use std::collections::HashSet;
use std::str::FromStr;

use rust_decimal::prelude::ToPrimitive;
use rust_decimal::Decimal;
use serde::{Deserialize, Serialize};
use serde_json::Value;

use folio_market_data::parse_decimal;

use crate::constants::DEFAULT_SECTOR;
use crate::errors::{Error, Result, ValidationError};

/// One line of the portfolio definition.
#[derive(Serialize, Deserialize, Debug, Clone, PartialEq)]
#[serde(rename_all = "camelCase")]
pub struct Holding {
    pub symbol: String,
    pub name: String,
    pub purchase_price: Decimal,
    pub quantity: u64,
    #[serde(default, skip_serializing_if = "Option::is_none")]
    pub exchange: Option<String>,
    #[serde(default, skip_serializing_if = "Option::is_none")]
    pub sector: Option<String>,
}

impl Holding {
    pub fn new(
        symbol: impl Into<String>,
        name: impl Into<String>,
        purchase_price: Decimal,
        quantity: u64,
    ) -> Self {
        Self {
            symbol: symbol.into(),
            name: name.into(),
            purchase_price,
            quantity,
            exchange: None,
            sector: None,
        }
    }

    pub fn with_sector(mut self, sector: impl Into<String>) -> Self {
        self.sector = Some(sector.into());
        self
    }

    pub fn with_exchange(mut self, exchange: impl Into<String>) -> Self {
        self.exchange = Some(exchange.into());
        self
    }

    /// Sector used for grouping. Blank or missing sectors fall into "Others".
    pub fn sector_label(&self) -> &str {
        sector_label_or_default(self.sector.as_deref())
    }

    /// Purchase price times quantity, or `None` when it does not fit a
    /// `Decimal`.
    pub fn checked_investment(&self) -> Option<Decimal> {
        self.purchase_price
            .checked_mul(Decimal::from(self.quantity))
    }

    /// Purchase price times quantity. Validated holdings always fit; a
    /// hand-built holding that overflows saturates at `Decimal::MAX`.
    pub fn investment(&self) -> Decimal {
        self.checked_investment().unwrap_or(Decimal::MAX)
    }
}

/// Grouping label for an optional sector. Blank or missing is "Others".
pub fn sector_label_or_default(sector: Option<&str>) -> &str {
    sector
        .map(str::trim)
        .filter(|s| !s.is_empty())
        .unwrap_or(DEFAULT_SECTOR)
}

/// A portfolio entry as it appears on disk, before validation.
///
/// Numbers are kept as raw JSON values so that strings such as `"1,250.50"`
/// can be accepted and anything else rejected with a useful message.
#[derive(Deserialize, Debug, Clone, Default)]
#[serde(rename_all = "camelCase")]
pub struct HoldingRecord {
    #[serde(default)]
    pub symbol: Option<String>,
    #[serde(default, alias = "particulars")]
    pub name: Option<String>,
    #[serde(default, alias = "purchase_price")]
    pub purchase_price: Option<Value>,
    #[serde(default, alias = "qty")]
    pub quantity: Option<Value>,
    #[serde(default)]
    pub exchange: Option<String>,
    #[serde(default)]
    pub sector: Option<String>,
}

impl HoldingRecord {
    /// Validate the record found at `index` of the portfolio definition.
    pub fn validate(self, index: usize) -> Result<Holding> {
        let symbol = self
            .symbol
            .as_deref()
            .map(str::trim)
            .unwrap_or_default()
            .to_uppercase();
        let invalid = |reason: &str| {
            Error::Validation(ValidationError::InvalidHolding {
                index,
                symbol: symbol.clone(),
                reason: reason.to_string(),
            })
        };

        if symbol.is_empty() {
            return Err(invalid("symbol is required"));
        }

        let purchase_price = self
            .purchase_price
            .as_ref()
            .and_then(value_to_decimal)
            .ok_or_else(|| invalid("purchase price must be a number"))?;
        if purchase_price <= Decimal::ZERO {
            return Err(invalid("purchase price must be positive"));
        }

        let quantity = self
            .quantity
            .as_ref()
            .and_then(value_to_quantity)
            .ok_or_else(|| invalid("quantity must be a positive integer"))?;

        if purchase_price
            .checked_mul(Decimal::from(quantity))
            .is_none()
        {
            return Err(invalid("purchase price times quantity is too large"));
        }

        let name = self
            .name
            .map(|n| n.trim().to_string())
            .filter(|n| !n.is_empty())
            .unwrap_or_else(|| symbol.clone());

        Ok(Holding {
            symbol,
            name,
            purchase_price,
            quantity,
            exchange: non_blank(self.exchange),
            sector: non_blank(self.sector),
        })
    }
}

fn non_blank(value: Option<String>) -> Option<String> {
    value
        .map(|v| v.trim().to_string())
        .filter(|v| !v.is_empty())
}

fn value_to_decimal(value: &Value) -> Option<Decimal> {
    match value {
        Value::Number(n) => {
            let text = n.to_string();
            Decimal::from_str(&text)
                .or_else(|_| Decimal::from_scientific(&text))
                .ok()
        }
        Value::String(s) => parse_decimal(s),
        _ => None,
    }
}

fn value_to_quantity(value: &Value) -> Option<u64> {
    let quantity = value_to_decimal(value)?;
    if quantity <= Decimal::ZERO || !quantity.fract().is_zero() {
        return None;
    }
    quantity.to_u64()
}

/// Parse and validate a portfolio definition.
///
/// Accepts a bare JSON array of holdings or an object wrapping one under
/// `portfolio` or `holdings`. Symbols must be unique.
pub fn parse_holdings(json: &str) -> Result<Vec<Holding>> {
    let document: Value = serde_json::from_str(json)?;
    let entries = match document {
        Value::Array(entries) => entries,
        Value::Object(mut map) => match map
            .remove("portfolio")
            .or_else(|| map.remove("holdings"))
        {
            Some(Value::Array(entries)) => entries,
            _ => {
                return Err(ValidationError::InvalidDocument(
                    "expected a 'portfolio' or 'holdings' array".to_string(),
                )
                .into())
            }
        },
        _ => {
            return Err(ValidationError::InvalidDocument(
                "expected an array of holdings".to_string(),
            )
            .into())
        }
    };

    let mut seen = HashSet::new();
    let mut holdings = Vec::with_capacity(entries.len());
    for (index, entry) in entries.into_iter().enumerate() {
        let record: HoldingRecord = serde_json::from_value(entry)?;
        let holding = record.validate(index)?;
        if !seen.insert(holding.symbol.clone()) {
            return Err(ValidationError::DuplicateSymbol(holding.symbol).into());
        }
        holdings.push(holding);
    }
    Ok(holdings)
}

#[cfg(test)]
mod tests {
    use super::*;
    use rust_decimal_macros::dec;

    #[test]
    fn test_parse_plain_array() {
        let json = r#"[
            {"symbol": "hdfcbank", "name": "HDFC Bank", "purchasePrice": 1490, "quantity": 50, "exchange": "NSE", "sector": "Financials"},
            {"symbol": "TCS", "particulars": "Tata Consultancy", "purchasePrice": "3,200.50", "quantity": "10"}
        ]"#;
        let holdings = parse_holdings(json).unwrap();

        assert_eq!(holdings.len(), 2);
        assert_eq!(holdings[0].symbol, "HDFCBANK");
        assert_eq!(holdings[0].exchange.as_deref(), Some("NSE"));
        assert_eq!(holdings[0].sector_label(), "Financials");
        assert_eq!(holdings[1].name, "Tata Consultancy");
        assert_eq!(holdings[1].purchase_price, dec!(3200.50));
        assert_eq!(holdings[1].quantity, 10);
        assert_eq!(holdings[1].sector_label(), DEFAULT_SECTOR);
    }

    #[test]
    fn test_parse_wrapped_document() {
        let json = r#"{"portfolio": [{"symbol": "INFY", "purchasePrice": 1500.25, "quantity": 4}]}"#;
        let holdings = parse_holdings(json).unwrap();
        assert_eq!(holdings[0].name, "INFY");
        assert_eq!(holdings[0].investment(), dec!(6001.00));
    }

    #[test]
    fn test_non_numeric_price_is_rejected() {
        let json = r#"[{"symbol": "X", "purchasePrice": "abc", "quantity": 1}]"#;
        let err = parse_holdings(json).unwrap_err();
        assert!(matches!(
            err,
            Error::Validation(ValidationError::InvalidHolding { index: 0, .. })
        ));
    }

    #[test]
    fn test_fractional_quantity_is_rejected() {
        let json = r#"[{"symbol": "X", "purchasePrice": 10, "quantity": 1.5}]"#;
        assert!(parse_holdings(json).is_err());
        let json = r#"[{"symbol": "X", "purchasePrice": 10, "quantity": 0}]"#;
        assert!(parse_holdings(json).is_err());
        let json = r#"[{"symbol": "X", "purchasePrice": 10, "quantity": 3.0}]"#;
        assert_eq!(parse_holdings(json).unwrap()[0].quantity, 3);
    }

    #[test]
    fn test_non_positive_price_is_rejected() {
        let json = r#"[{"symbol": "X", "purchasePrice": -5, "quantity": 1}]"#;
        assert!(parse_holdings(json).is_err());
    }

    #[test]
    fn test_overflowing_investment_is_rejected() {
        let json = r#"[{"symbol": "X", "purchasePrice": "79,228,162,514,264,337,593,543,950,335", "quantity": 2}]"#;
        let err = parse_holdings(json).unwrap_err();
        assert!(matches!(
            err,
            Error::Validation(ValidationError::InvalidHolding { ref reason, .. }) if reason.contains("too large")
        ));

        let json = r#"[{"symbol": "X", "purchasePrice": "79,228,162,514,264,337,593,543,950,335", "quantity": 1}]"#;
        assert_eq!(parse_holdings(json).unwrap()[0].investment(), Decimal::MAX);
    }

    #[test]
    fn test_missing_symbol_is_rejected() {
        let json = r#"[{"symbol": "  ", "purchasePrice": 5, "quantity": 1}]"#;
        assert!(parse_holdings(json).is_err());
    }

    #[test]
    fn test_duplicate_symbol_is_rejected() {
        let json = r#"[
            {"symbol": "x", "purchasePrice": 5, "quantity": 1},
            {"symbol": "X", "purchasePrice": 6, "quantity": 2}
        ]"#;
        let err = parse_holdings(json).unwrap_err();
        assert!(matches!(
            err,
            Error::Validation(ValidationError::DuplicateSymbol(ref s)) if s == "X"
        ));
    }

    #[test]
    fn test_malformed_document() {
        assert!(parse_holdings("not json").is_err());
        assert!(parse_holdings(r#"{"other": []}"#).is_err());
        assert!(parse_holdings("42").is_err());
        assert!(parse_holdings("[]").unwrap().is_empty());
    }

    #[test]
    fn test_blank_sector_falls_back() {
        let holding = Holding::new("X", "X", dec!(1), 1).with_sector("   ");
        assert_eq!(holding.sector_label(), "Others");
        assert_eq!(sector_label_or_default(None), "Others");
        assert_eq!(sector_label_or_default(Some(" Tech ")), "Tech");
    }
}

▸ About this exercise
Among the lines of the data, find every one that holds "entries" and copy it.

▸ Problem solution
    let entries = match document {
        Value::Array(entries) => entries,
            Some(Value::Array(entries)) => entries,
    let mut holdings = Vec::with_capacity(entries.len());
    for (index, entry) in entries.into_iter().enumerate() {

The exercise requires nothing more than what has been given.